Collected data entries:
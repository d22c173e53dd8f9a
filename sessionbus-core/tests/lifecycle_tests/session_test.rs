use pretty_assertions::assert_eq;
use sessionbus_core::testing::{Recorder, started_bus};
use sessionbus_core::{
    BusError, CommandResult, HandlerResult, SessionEnded, SessionId, SessionStarted, SyncHandler,
};

use crate::common::{TestCommand, TestEvent};

#[tokio::test]
async fn test_session_teardown_removes_every_registration() {
    let bus = started_bus().await;
    let recorder = Recorder::new();
    let root = recorder.clone();
    bus.register_event_handler::<TestEvent, _>(SyncHandler(move |e: &TestEvent| -> HandlerResult<()> {
        root.record(format!("root:{}", e.label));
        Ok(())
    }));

    let session = bus.create_session(Some(SessionId::from("SESSION_1"))).await.unwrap();
    let scoped = recorder.clone();
    session
        .register_command_handler::<TestCommand, _>(SyncHandler(
            |_: TestCommand| -> HandlerResult<CommandResult> { Ok(CommandResult::ok()) },
        ))
        .unwrap()
        .register_event_handler::<TestEvent, _>(SyncHandler(move |e: &TestEvent| -> HandlerResult<()> {
            scoped.record(format!("session:{}", e.label));
            Ok(())
        }))
        .unwrap();

    bus.publish(TestEvent::in_session("before", "SESSION_1")).await.unwrap();
    let result = session.execute_with_session(TestCommand::new("x")).await.unwrap();
    assert!(result.success);
    bus.ensure_events_processed().await;

    session.close(None);
    assert_eq!(bus.registry().command_handler_count(session.id()), 0);
    assert_eq!(bus.registry().event_handler_count(session.id()), 0);

    bus.publish(TestEvent::in_session("after", "SESSION_1")).await.unwrap();
    bus.ensure_events_processed().await;
    let err = bus
        .execute(TestCommand::new("y").in_session("SESSION_1"))
        .await
        .unwrap_err();
    assert!(matches!(err, BusError::NoHandler { .. }));

    assert_eq!(
        recorder.entries(),
        vec!["session:before", "root:before", "root:after"]
    );

    let err = session
        .register_event_handler::<TestEvent, _>(SyncHandler(|_: &TestEvent| -> HandlerResult<()> { Ok(()) }))
        .unwrap_err();
    assert!(matches!(err, BusError::InactiveSession { .. }));
    bus.stop().await;
}

#[tokio::test]
async fn test_with_session_forwards_error_to_end_event() {
    let bus = started_bus().await;
    let recorder = Recorder::new();
    let started = recorder.clone();
    let ended = recorder.clone();
    bus.register_event_handler::<SessionStarted, _>(SyncHandler(move |_: &SessionStarted| -> HandlerResult<()> {
        started.record("started");
        Ok(())
    }));
    bus.register_event_handler::<SessionEnded, _>(SyncHandler(move |e: &SessionEnded| -> HandlerResult<()> {
        ended.record(format!("ended:{}", e.error.clone().unwrap_or_default()));
        Ok(())
    }));

    let ok: Result<u32, BusError> = bus.with_session(|_session| async move { Ok(7) }).await;
    assert_eq!(ok.unwrap(), 7);

    let failed: Result<(), BusError> = bus
        .with_session(|session| async move {
            session.execute_with_session(TestCommand::new("nobody listens")).await?;
            Ok(())
        })
        .await;
    assert!(matches!(failed, Err(BusError::NoHandler { .. })));
    bus.ensure_events_processed().await;

    let entries = recorder.entries();
    assert_eq!(entries.len(), 4);
    assert_eq!(entries[0], "started");
    assert_eq!(entries[1], "ended:");
    assert_eq!(entries[2], "started");
    assert!(entries[3].starts_with("ended:No handler registered for command TestCommand"));
    bus.stop().await;
}

#[tokio::test]
async fn test_create_session_requires_running_bus() {
    let bus = started_bus().await;
    bus.stop().await;
    let err = bus.create_session(None).await.unwrap_err();
    assert!(matches!(err, BusError::NotRunning));
}
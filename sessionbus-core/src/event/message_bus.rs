//! # Message Bus
//!
//! The bus routes commands to exactly one handler and fans events out to every
//! matching handler, scoped by session.
//!
//! ## Features
//!
//! - **Request/response commands**: [`MessageBus::execute`] never fails because
//!   a handler failed; the failure is reported inside the [`CommandResult`].
//! - **Event fan-out**: session handlers, then `ROOT`, then `GLOBAL`, each in
//!   registration order, one handler at a time.
//! - **Scheduled delivery**: scheduled events wait in a
//!   [`ScheduledDeliveryQueue`] until due and are then queued behind the
//!   immediate events already waiting.
//! - **Error isolation**: a failing event handler does not prevent the others
//!   from running. Failures are recorded and can be read back with
//!   [`MessageBus::event_handler_errors`].
//! - **Drain barrier**: [`MessageBus::ensure_events_processed`] waits until
//!   every event queued so far has been handled.
//!
//! ## Design
//!
//! ```text
//! publish ──► immediate mpsc ─────────────┐
//!    │                                    ▼
//!    └─ scheduled ─► min-heap ──tick──► dispatch loop ──► handlers
//! ```
//!
//! A single spawned task owns the receiving end of the immediate queue and
//! interleaves it with a periodic tick that releases due scheduled events.
//! Handlers of one event run sequentially on that task.

use std::any::TypeId;
use std::collections::VecDeque;
use std::sync::atomic::{AtomicBool, AtomicUsize, Ordering};
use std::sync::{Arc, Mutex, MutexGuard, PoisonError, RwLock, Weak};
use std::time::{Duration, Instant};

use chrono::{DateTime, Utc};
use thiserror::Error;
use tokio::sync::{Notify, mpsc, oneshot};
use tokio::task::JoinHandle;
use tokio::time::{MissedTickBehavior, timeout};
use tracing::{debug, error, info, trace, warn};

use crate::config::BusConfig;
use crate::storage::StorageError;

use super::handler::{
    CommandHandler, EventHandler, HandlerContext, Observer, within_dispatch,
    erase_command_handler, erase_event_handler, erase_observer, invoke_guarded,
};
use super::handler_registry::{EventKey, EventRegistration, HandlerRegistry};
use super::message::{
    Command, CommandResult, Event, HandlerFailure, SessionId, event_type_id, short_type_name,
};
use super::observability::{CommandCompleted, CommandStarted};
use super::scheduled_queue::ScheduledDeliveryQueue;
use super::session::BusSession;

WHAT THE TASK ASKS>
Return only the lines between the one holding "prevent the others" and the one holding "immediate queue and", inclusive, exactly as they appear above.

SOLUTION TO THIS TASK>
//! - **Error isolation**: a failing event handler does not prevent the others
//!   from running. Failures are recorded and can be read back with
//!   [`MessageBus::event_handler_errors`].
//! - **Drain barrier**: [`MessageBus::ensure_events_processed`] waits until
//!   every event queued so far has been handled.
//!
//! ## Design
//!
//! ```text
//! publish ──► immediate mpsc ─────────────┐
//!    │                                    ▼
//!    └─ scheduled ─► min-heap ──tick──► dispatch loop ──► handlers
//! ```
//!
//! A single spawned task owns the receiving end of the immediate queue and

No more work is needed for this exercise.